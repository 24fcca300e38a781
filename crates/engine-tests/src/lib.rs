#![allow(dead_code)]

use connectors::engine::local::LocalEngine;
use engine_core::{config::PipelineConfig, metrics::MemorySampler};
use engine_processing::{
    error::RenderError,
    report::chart::{AxisLabels, ChartKind, ChartRenderer},
};
use engine_runtime::execution::executor::{RunReport, run};
use polars::prelude::DataFrame;
use std::{
    io::Write,
    path::{Path, PathBuf},
    sync::{Arc, Mutex},
};
use tempfile::{NamedTempFile, TempDir};

pub mod integration;
pub mod utils;

/// One call received by [`RecordingRenderer`].
#[derive(Debug, Clone)]
pub struct RenderCall {
    pub file_name: String,
    pub extract: DataFrame,
    pub kind: ChartKind,
    pub labels: AxisLabels,
}

/// Renderer double that keeps every extract it is handed and writes nothing.
pub struct RecordingRenderer {
    output_dir: PathBuf,
    calls: Mutex<Vec<RenderCall>>,
}

impl RecordingRenderer {
    pub fn new(output_dir: &Path) -> Self {
        Self {
            output_dir: output_dir.to_path_buf(),
            calls: Mutex::new(Vec::new()),
        }
    }

    pub fn calls(&self) -> Vec<RenderCall> {
        self.calls.lock().unwrap().clone()
    }

    pub fn call(&self, file_name: &str) -> Option<RenderCall> {
        self.calls().into_iter().find(|c| c.file_name == file_name)
    }
}

impl ChartRenderer for RecordingRenderer {
    fn render(
        &self,
        extract: &DataFrame,
        kind: &ChartKind,
        labels: &AxisLabels,
        file_name: &str,
    ) -> Result<PathBuf, RenderError> {
        if extract.height() == 0 {
            return Err(RenderError::EmptyExtract(file_name.to_string()));
        }
        self.calls.lock().unwrap().push(RenderCall {
            file_name: file_name.to_string(),
            extract: extract.clone(),
            kind: kind.clone(),
            labels: labels.clone(),
        });
        Ok(self.output_dir.join(file_name))
    }
}

/// Sampler reporting a constant memory figure, or none at all.
pub struct FixedSampler(pub Option<f64>);

impl MemorySampler for FixedSampler {
    fn sample_mb(&self) -> Option<f64> {
        self.0
    }
}

/// A CSV dataset on disk plus a scratch output directory, both removed on
/// drop.
pub struct Dataset {
    pub file: NamedTempFile,
    pub output: TempDir,
}

impl Dataset {
    pub fn new(csv: &str) -> Self {
        let mut file = NamedTempFile::new().unwrap();
        file.write_all(csv.as_bytes()).unwrap();
        Self {
            file,
            output: TempDir::new().unwrap(),
        }
    }

    pub fn path(&self) -> &str {
        self.file.path().to_str().unwrap()
    }

    pub fn config(&self, optimized: bool) -> PipelineConfig {
        PipelineConfig::default()
            .with_data_path(self.file.path())
            .with_output_dir(self.output.path().join("plots"))
            .with_optimized(optimized)
    }
}

/// Runs the full pipeline on `config` with a fresh engine and a recording
/// renderer.
pub fn run_pipeline(config: &PipelineConfig) -> (RunReport, RecordingRenderer) {
    let engine = LocalEngine::new();
    let renderer = RecordingRenderer::new(&config.output_dir);
    let report = run(config, &engine, &renderer, Arc::new(FixedSampler(Some(128.0))));
    (report, renderer)
}
use crate::file::csv::{error::FileError, settings::CsvSettings};
use polars::prelude::*;
use std::fs::File;
use tracing::debug;

/// A delimited file on disk. Every `scan` builds a fresh lazy reader, so a
/// plan that is collected twice reads the file twice.
#[derive(Debug, Clone)]
pub struct CsvSource {
    pub path: String,
    pub settings: CsvSettings,
}

impl CsvSource {
    pub fn new(path: &str, settings: CsvSettings) -> Result<Self, FileError> {
        File::open(path).map_err(|err| FileError::from_open(path, err))?;
        if settings.delimiter.len_utf8() != 1 {
            return Err(FileError::InvalidFormat(format!(
                "delimiter `{}` is not a single byte",
                settings.delimiter
            )));
        }

        Ok(CsvSource {
            path: path.to_string(),
            settings,
        })
    }

    fn reader(&self) -> LazyCsvReader {
        LazyCsvReader::new(&self.path)
            .with_has_header(self.settings.has_headers)
            .with_separator(self.settings.delimiter as u8)
    }

    /// Infers column types over every row of the file.
    pub fn infer_schema(&self) -> Result<SchemaRef, FileError> {
        let mut lf = self.reader().with_infer_schema_length(None).finish()?;
        let schema = lf.collect_schema()?;
        debug!("Inferred {} columns from {}", schema.len(), self.path);
        Ok(schema)
    }

    /// Lazy read of the file with a previously inferred schema.
    pub fn scan(&self, schema: SchemaRef) -> Result<LazyFrame, FileError> {
        Ok(self.reader().with_schema(Some(schema)).finish()?)
    }
}

#[cfg(test)]
mod tests {
    use super::*;
    use std::io::Write;
    use tempfile::NamedTempFile;

    fn write(content: &str) -> NamedTempFile {
        let mut file = NamedTempFile::new().unwrap();
        file.write_all(content.as_bytes()).unwrap();
        file
    }

    #[test]
    fn test_missing_file() {
        let err = CsvSource::new("/definitely/not/here.csv", CsvSettings::default()).unwrap_err();
        assert!(matches!(err, FileError::NotFound(_)));
    }

    #[test]
    fn test_infer_widens_over_all_rows() {
        let file = write("Quantity,Price,Note\n1,2,a\n2,2.5,b\n3,4,\n");
        let source = CsvSource::new(file.path().to_str().unwrap(), CsvSettings::default()).unwrap();
        let schema = source.infer_schema().unwrap();

        assert_eq!(schema.get("Quantity"), Some(&DataType::Int64));
        assert_eq!(schema.get("Price"), Some(&DataType::Float64));
        assert_eq!(schema.get("Note"), Some(&DataType::String));
    }

    #[test]
    fn test_semicolon_delimiter() {
        let file = write("a;b\n1;x\n");
        let source =
            CsvSource::new(file.path().to_str().unwrap(), CsvSettings::new(';', true)).unwrap();
        let schema = source.infer_schema().unwrap();
        let frame = source.scan(schema).unwrap().collect().unwrap();

        assert_eq!(frame.shape(), (1, 2));
    }
}
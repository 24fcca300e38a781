pub mod local;
pub mod plan;
pub mod table;

use crate::{
    engine::{
        plan::{PlanId, PlanNode},
        table::Table,
    },
    error::EngineError,
    file::csv::settings::CsvSettings,
};
use polars::prelude::DataFrame;
use std::{fmt, sync::Arc};

/// How long a marked table's materialized result is meant to live.
#[derive(Debug, Clone, Copy, PartialEq, Eq)]
pub enum StorageLevel {
    /// Reused by the consumers of the current stage sequence.
    Memory,
    /// Kept until the session stops.
    Persistent,
}

impl fmt::Display for StorageLevel {
    fn fmt(&self, f: &mut fmt::Formatter<'_>) -> fmt::Result {
        match self {
            StorageLevel::Memory => f.write_str("memory"),
            StorageLevel::Persistent => f.write_str("persistent"),
        }
    }
}

/// Counters describing the work an engine has done so far.
#[derive(Debug, Clone, Copy, Default, PartialEq, Eq)]
pub struct EngineStats {
    /// Full passes over a source file.
    pub scans: u64,
    /// Plans collected into a frame.
    pub evaluations: u64,
    /// Plan nodes served from a cached frame.
    pub cache_hits: u64,
    /// Materialized frames currently held.
    pub cached_tables: usize,
}

/// Executes plan nodes and owns the cache markers placed on them.
pub trait PlanExecutor: Send + Sync {
    fn execute(&self, node: &Arc<PlanNode>) -> Result<DataFrame, EngineError>;
    fn mark(&self, id: PlanId, level: StorageLevel) -> Result<(), EngineError>;
    fn storage_level(&self, id: PlanId) -> Option<StorageLevel>;
}

/// Entry point of a dataset engine session.
pub trait DatasetEngine: Send + Sync {
    /// Creates a lazy table over a delimited file. Column types are inferred
    /// here; rows are only read when the table is materialized.
    fn read_csv(&self, path: &str, settings: CsvSettings) -> Result<Table, EngineError>;

    fn stats(&self) -> EngineStats;

    /// Releases every cached table and rejects further execution.
    fn stop(&self);
}
use crate::{
    engine::{
        PlanExecutor, StorageLevel,
        plan::{Operator, PlanNode},
    },
    error::EngineError,
};
use polars::prelude::{DataFrame, Expr, SchemaRef, len};
use std::{
    fmt::{self, Write},
    sync::Arc,
};

/// Name of the column produced by `GroupedTable::count`.
pub const COUNT_COLUMN: &str = "count";

#[derive(Debug, Clone, PartialEq, Eq)]
pub struct SortKey {
    pub column: String,
    pub descending: bool,
}

pub fn asc(column: &str) -> SortKey {
    SortKey {
        column: column.to_string(),
        descending: false,
    }
}

pub fn desc(column: &str) -> SortKey {
    SortKey {
        column: column.to_string(),
        descending: true,
    }
}

impl fmt::Display for SortKey {
    fn fmt(&self, f: &mut fmt::Formatter<'_>) -> fmt::Result {
        let order = if self.descending { "DESC" } else { "ASC" };
        write!(f, "{} {}", self.column, order)
    }
}

/// Lazy handle to a plan. Building a table never reads rows; only
/// `materialize` (and the `count`/`collect` wrappers around it) does.
#[derive(Clone)]
pub struct Table {
    node: Arc<PlanNode>,
    executor: Arc<dyn PlanExecutor>,
}

impl Table {
    pub fn new(node: Arc<PlanNode>, executor: Arc<dyn PlanExecutor>) -> Self {
        Table { node, executor }
    }

    pub fn schema(&self) -> &SchemaRef {
        &self.node.schema
    }

    pub fn columns(&self) -> Vec<String> {
        self.node.column_names()
    }

    /// Exact column name matching `name` after trimming, ignoring case.
    pub fn resolve_column(&self, name: &str) -> Result<String, EngineError> {
        let wanted = name.trim();
        let columns = self.columns();
        columns
            .iter()
            .find(|c| c.as_str() == wanted)
            .or_else(|| columns.iter().find(|c| c.trim().eq_ignore_ascii_case(wanted)))
            .cloned()
            .ok_or_else(|| EngineError::column_not_found(name, &columns))
    }

    /// Schema as an indented tree, one column per line.
    pub fn schema_tree(&self) -> String {
        let mut out = String::from("root\n");
        for (name, dtype) in self.node.schema.iter() {
            let _ = writeln!(out, " |-- {name}: {dtype}");
        }
        out
    }

    fn derive(&self, op: Operator) -> Result<Table, EngineError> {
        Ok(Table {
            node: PlanNode::derive(&self.node, op)?,
            executor: self.executor.clone(),
        })
    }

    pub fn filter(&self, predicate: Expr) -> Result<Table, EngineError> {
        self.derive(Operator::Filter {
            input: self.node.clone(),
            predicate,
        })
    }

    /// Adds `name` computed from `expr`, replacing an existing column with
    /// the same name.
    pub fn with_column(&self, name: &str, expr: Expr) -> Result<Table, EngineError> {
        self.derive(Operator::WithColumn {
            input: self.node.clone(),
            name: name.to_string(),
            expr,
        })
    }

    pub fn group_by(&self, keys: &[&str]) -> Result<GroupedTable, EngineError> {
        let keys = keys
            .iter()
            .map(|k| self.resolve_column(k))
            .collect::<Result<Vec<_>, _>>()?;
        Ok(GroupedTable {
            table: self.clone(),
            keys,
        })
    }

    pub fn order_by(&self, keys: Vec<SortKey>) -> Result<Table, EngineError> {
        let keys = keys
            .into_iter()
            .map(|k| {
                Ok(SortKey {
                    column: self.resolve_column(&k.column)?,
                    descending: k.descending,
                })
            })
            .collect::<Result<Vec<_>, EngineError>>()?;
        self.derive(Operator::Sort {
            input: self.node.clone(),
            keys,
        })
    }

    pub fn limit(&self, n: usize) -> Result<Table, EngineError> {
        self.derive(Operator::Limit {
            input: self.node.clone(),
            n,
        })
    }

    /// Marks this table so its first materialization is kept and reused.
    pub fn cache(&self) -> Result<(), EngineError> {
        self.executor.mark(self.node.id, StorageLevel::Memory)
    }

    /// Like `cache`, for results meant to outlive the current stage.
    pub fn persist(&self) -> Result<(), EngineError> {
        self.executor.mark(self.node.id, StorageLevel::Persistent)
    }

    pub fn storage_level(&self) -> Option<StorageLevel> {
        self.executor.storage_level(self.node.id)
    }

    pub fn is_cached(&self) -> bool {
        self.storage_level().is_some()
    }

    /// Forces evaluation of the plan.
    pub fn materialize(&self) -> Result<DataFrame, EngineError> {
        self.executor.execute(&self.node)
    }

    pub fn count(&self) -> Result<usize, EngineError> {
        Ok(self.materialize()?.height())
    }

    pub fn collect(&self) -> Result<DataFrame, EngineError> {
        self.materialize()
    }

    /// Text rendering of the plan tree, marking nodes that carry a cache
    /// marker.
    pub fn explain(&self) -> String {
        let mut out = String::from("== Physical Plan ==\n");
        let mut node = Some(&self.node);
        let mut depth = 0;
        while let Some(current) = node {
            let prefix = if depth == 0 {
                String::new()
            } else {
                format!("{}+- ", "   ".repeat(depth - 1))
            };
            let marker = self
                .executor
                .storage_level(current.id)
                .map(|level| format!(" [cached: {level}]"))
                .unwrap_or_default();
            let _ = writeln!(out, "{prefix}{}{marker}", current.describe());
            node = current.input();
            depth += 1;
        }
        out
    }
}

/// A table with resolved grouping keys, waiting for its aggregates.
pub struct GroupedTable {
    table: Table,
    keys: Vec<String>,
}

impl GroupedTable {
    pub fn agg(&self, aggs: Vec<Expr>) -> Result<Table, EngineError> {
        if aggs.is_empty() {
            return Err(EngineError::InvalidPlan(
                "aggregation needs at least one function".into(),
            ));
        }

        self.table.derive(Operator::Aggregate {
            input: self.table.node.clone(),
            keys: self.keys.clone(),
            aggs,
        })
    }

    /// Row count per group, in a column named `count`.
    pub fn count(&self) -> Result<Table, EngineError> {
        self.agg(vec![len().alias(COUNT_COLUMN)])
    }
}
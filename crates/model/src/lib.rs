pub mod execution {
    pub mod measurement;
}
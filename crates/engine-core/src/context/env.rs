use std::collections::HashMap;

/// Snapshot of environment variables used to resolve configuration.
#[derive(Debug, Clone)]
pub struct EnvContext {
    vars: HashMap<String, String>,
}

impl EnvContext {
    /// Captures the current process environment.
    pub fn new() -> Self {
        Self {
            vars: std::env::vars().collect(),
        }
    }

    pub fn empty() -> Self {
        Self {
            vars: HashMap::new(),
        }
    }

    /// Returns the trimmed value of `key`, treating blank values as unset.
    pub fn get(&self, key: &str) -> Option<String> {
        self.vars
            .get(key)
            .map(|v| v.trim())
            .filter(|v| !v.is_empty())
            .map(str::to_string)
    }

    pub fn get_or(&self, key: &str, default: &str) -> String {
        self.get(key).unwrap_or_else(|| default.to_string())
    }

    pub fn set(&mut self, key: &str, value: &str) {
        self.vars.insert(key.to_string(), value.to_string());
    }
}

impl Default for EnvContext {
    fn default() -> Self {
        Self::new()
    }
}

impl FromIterator<(String, String)> for EnvContext {
    fn from_iter<I: IntoIterator<Item = (String, String)>>(iter: I) -> Self {
        Self {
            vars: iter.into_iter().collect(),
        }
    }
}
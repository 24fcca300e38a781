use crate::{context::env::EnvContext, error::ConfigError};
use std::path::PathBuf;

pub const ENV_DATA_PATH: &str = "RETAIL_DATA_PATH";
pub const ENV_OUTPUT_DIR: &str = "RETAIL_OUTPUT_DIR";
pub const ENV_APP_NAME: &str = "RETAIL_APP_NAME";
pub const ENV_TOP_N: &str = "RETAIL_TOP_N";

const DEFAULT_DATA_PATH: &str = "data/online_retail_II.csv";
const DEFAULT_OUTPUT_DIR: &str = "plots";
const DEFAULT_APP_NAME: &str = "RetailAnalysis";
const DEFAULT_TOP_N: usize = 20;

/// Everything a pipeline run needs to know up front. `optimized` decides
/// whether intermediate tables are cached for reuse by later stages.
#[derive(Debug, Clone, PartialEq)]
pub struct PipelineConfig {
    pub app_name: String,
    pub data_path: PathBuf,
    pub output_dir: PathBuf,
    pub optimized: bool,
    /// Row limit for the top-N report extracts and the aggregate preview.
    pub top_n: usize,
}

impl Default for PipelineConfig {
    fn default() -> Self {
        PipelineConfig {
            app_name: DEFAULT_APP_NAME.to_string(),
            data_path: PathBuf::from(DEFAULT_DATA_PATH),
            output_dir: PathBuf::from(DEFAULT_OUTPUT_DIR),
            optimized: false,
            top_n: DEFAULT_TOP_N,
        }
    }
}

impl PipelineConfig {
    pub fn from_env(optimized: bool) -> Result<Self, ConfigError> {
        Self::from_context(&EnvContext::new(), optimized)
    }

    pub fn from_context(env: &EnvContext, optimized: bool) -> Result<Self, ConfigError> {
        let defaults = PipelineConfig::default();
        Ok(PipelineConfig {
            app_name: env.get_or(ENV_APP_NAME, DEFAULT_APP_NAME),
            data_path: env
                .get(ENV_DATA_PATH)
                .map(PathBuf::from)
                .unwrap_or(defaults.data_path),
            output_dir: env
                .get(ENV_OUTPUT_DIR)
                .map(PathBuf::from)
                .unwrap_or(defaults.output_dir),
            optimized,
            top_n: parse_count(env, ENV_TOP_N, defaults.top_n)?,
        })
    }

    pub fn with_optimized(mut self, optimized: bool) -> Self {
        self.optimized = optimized;
        self
    }

    pub fn with_data_path(mut self, path: impl Into<PathBuf>) -> Self {
        self.data_path = path.into();
        self
    }

    pub fn with_output_dir(mut self, dir: impl Into<PathBuf>) -> Self {
        self.output_dir = dir.into();
        self
    }
}

fn parse_count(env: &EnvContext, key: &str, default: usize) -> Result<usize, ConfigError> {
    let Some(raw) = env.get(key) else {
        return Ok(default);
    };
    match raw.parse::<usize>() {
        Ok(0) => Err(ConfigError::invalid(key, &raw, "must be at least 1")),
        Ok(n) => Ok(n),
        Err(e) => Err(ConfigError::invalid(key, &raw, e.to_string())),
    }
}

___

Exercise prompt — Only lines with the word "RenderError" are wanted, so copy each one from the records.

Result for this task —
    error::RenderError,
    ) -> Result<PathBuf, RenderError> {
            return Err(RenderError::EmptyExtract(file_name.to_string()));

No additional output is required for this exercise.